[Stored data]
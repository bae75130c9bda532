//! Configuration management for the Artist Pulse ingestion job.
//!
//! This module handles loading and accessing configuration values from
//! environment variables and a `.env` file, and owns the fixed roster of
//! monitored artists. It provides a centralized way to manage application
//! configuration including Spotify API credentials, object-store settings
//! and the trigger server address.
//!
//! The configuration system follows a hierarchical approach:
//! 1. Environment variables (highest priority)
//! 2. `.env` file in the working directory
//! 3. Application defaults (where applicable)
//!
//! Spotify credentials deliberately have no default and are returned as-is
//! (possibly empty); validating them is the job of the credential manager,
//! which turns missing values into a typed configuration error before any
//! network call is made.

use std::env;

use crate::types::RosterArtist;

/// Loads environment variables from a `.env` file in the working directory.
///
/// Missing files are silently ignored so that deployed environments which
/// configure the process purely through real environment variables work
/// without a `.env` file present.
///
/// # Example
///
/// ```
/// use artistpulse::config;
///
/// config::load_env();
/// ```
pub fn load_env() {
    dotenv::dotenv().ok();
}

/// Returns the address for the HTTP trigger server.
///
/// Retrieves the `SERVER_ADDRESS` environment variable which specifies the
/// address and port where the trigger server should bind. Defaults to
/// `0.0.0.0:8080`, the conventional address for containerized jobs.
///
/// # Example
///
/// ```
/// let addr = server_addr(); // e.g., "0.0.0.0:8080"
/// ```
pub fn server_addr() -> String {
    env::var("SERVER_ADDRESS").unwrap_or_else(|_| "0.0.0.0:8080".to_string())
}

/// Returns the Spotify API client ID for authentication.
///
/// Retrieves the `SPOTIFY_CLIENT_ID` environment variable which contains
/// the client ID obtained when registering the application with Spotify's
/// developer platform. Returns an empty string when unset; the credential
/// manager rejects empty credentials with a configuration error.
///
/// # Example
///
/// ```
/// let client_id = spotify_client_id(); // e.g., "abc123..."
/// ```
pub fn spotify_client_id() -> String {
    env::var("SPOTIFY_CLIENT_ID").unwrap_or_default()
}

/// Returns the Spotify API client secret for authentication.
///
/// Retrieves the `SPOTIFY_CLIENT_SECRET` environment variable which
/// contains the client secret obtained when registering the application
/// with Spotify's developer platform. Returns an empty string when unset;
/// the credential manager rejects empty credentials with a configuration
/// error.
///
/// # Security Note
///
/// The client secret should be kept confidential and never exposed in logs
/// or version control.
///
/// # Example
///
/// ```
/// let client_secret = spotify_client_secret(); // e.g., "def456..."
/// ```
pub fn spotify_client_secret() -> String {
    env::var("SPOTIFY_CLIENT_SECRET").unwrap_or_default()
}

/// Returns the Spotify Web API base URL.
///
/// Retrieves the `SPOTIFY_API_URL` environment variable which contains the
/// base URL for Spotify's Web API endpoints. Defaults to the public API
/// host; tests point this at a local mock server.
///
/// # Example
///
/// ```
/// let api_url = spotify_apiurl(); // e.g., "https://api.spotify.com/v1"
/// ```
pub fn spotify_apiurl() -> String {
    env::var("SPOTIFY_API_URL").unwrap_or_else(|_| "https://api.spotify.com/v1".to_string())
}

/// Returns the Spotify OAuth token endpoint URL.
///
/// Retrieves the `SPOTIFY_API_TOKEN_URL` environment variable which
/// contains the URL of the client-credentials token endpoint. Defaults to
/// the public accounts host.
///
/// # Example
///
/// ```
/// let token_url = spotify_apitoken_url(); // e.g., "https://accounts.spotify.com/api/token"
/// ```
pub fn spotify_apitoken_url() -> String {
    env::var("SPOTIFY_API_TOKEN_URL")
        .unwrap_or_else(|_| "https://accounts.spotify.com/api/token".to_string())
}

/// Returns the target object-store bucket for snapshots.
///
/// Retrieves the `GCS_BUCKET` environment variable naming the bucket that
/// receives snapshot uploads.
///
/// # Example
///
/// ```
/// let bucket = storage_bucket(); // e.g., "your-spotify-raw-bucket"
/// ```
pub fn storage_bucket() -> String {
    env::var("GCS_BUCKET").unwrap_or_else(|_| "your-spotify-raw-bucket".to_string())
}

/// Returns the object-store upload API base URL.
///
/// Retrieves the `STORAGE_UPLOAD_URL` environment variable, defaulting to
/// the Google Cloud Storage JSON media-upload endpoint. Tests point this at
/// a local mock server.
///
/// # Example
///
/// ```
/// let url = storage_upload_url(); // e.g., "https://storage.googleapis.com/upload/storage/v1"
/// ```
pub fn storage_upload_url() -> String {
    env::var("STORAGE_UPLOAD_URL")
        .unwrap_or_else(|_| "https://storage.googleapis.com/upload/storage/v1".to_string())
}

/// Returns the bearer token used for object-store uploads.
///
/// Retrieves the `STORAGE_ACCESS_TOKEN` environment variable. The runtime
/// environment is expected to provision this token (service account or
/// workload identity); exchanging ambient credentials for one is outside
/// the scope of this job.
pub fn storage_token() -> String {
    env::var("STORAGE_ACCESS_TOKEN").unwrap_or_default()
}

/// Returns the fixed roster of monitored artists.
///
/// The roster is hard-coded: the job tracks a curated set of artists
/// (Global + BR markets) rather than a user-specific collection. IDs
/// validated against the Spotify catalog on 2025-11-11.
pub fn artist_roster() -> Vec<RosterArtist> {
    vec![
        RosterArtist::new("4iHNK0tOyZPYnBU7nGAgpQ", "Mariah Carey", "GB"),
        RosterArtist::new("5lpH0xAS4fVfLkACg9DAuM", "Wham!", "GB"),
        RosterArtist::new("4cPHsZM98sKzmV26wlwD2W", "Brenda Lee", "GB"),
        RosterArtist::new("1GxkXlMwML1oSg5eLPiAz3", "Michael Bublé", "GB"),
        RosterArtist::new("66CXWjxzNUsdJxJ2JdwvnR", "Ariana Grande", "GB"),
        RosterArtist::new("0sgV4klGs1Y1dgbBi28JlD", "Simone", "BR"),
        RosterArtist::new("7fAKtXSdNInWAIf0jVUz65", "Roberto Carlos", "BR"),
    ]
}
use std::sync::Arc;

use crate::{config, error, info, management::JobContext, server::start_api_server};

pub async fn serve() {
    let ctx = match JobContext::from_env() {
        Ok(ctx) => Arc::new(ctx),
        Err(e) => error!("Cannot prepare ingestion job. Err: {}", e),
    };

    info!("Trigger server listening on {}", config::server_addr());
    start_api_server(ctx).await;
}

■ Description of the task: Please return, exactly as written, the line containing "pub async fn" and every line after it through the end of the records above, and nothing else.

■ Your response:
pub async fn serve() {
    let ctx = match JobContext::from_env() {
        Ok(ctx) => Arc::new(ctx),
        Err(e) => error!("Cannot prepare ingestion job. Err: {}", e),
    };

    info!("Trigger server listening on {}", config::server_addr());
    start_api_server(ctx).await;
}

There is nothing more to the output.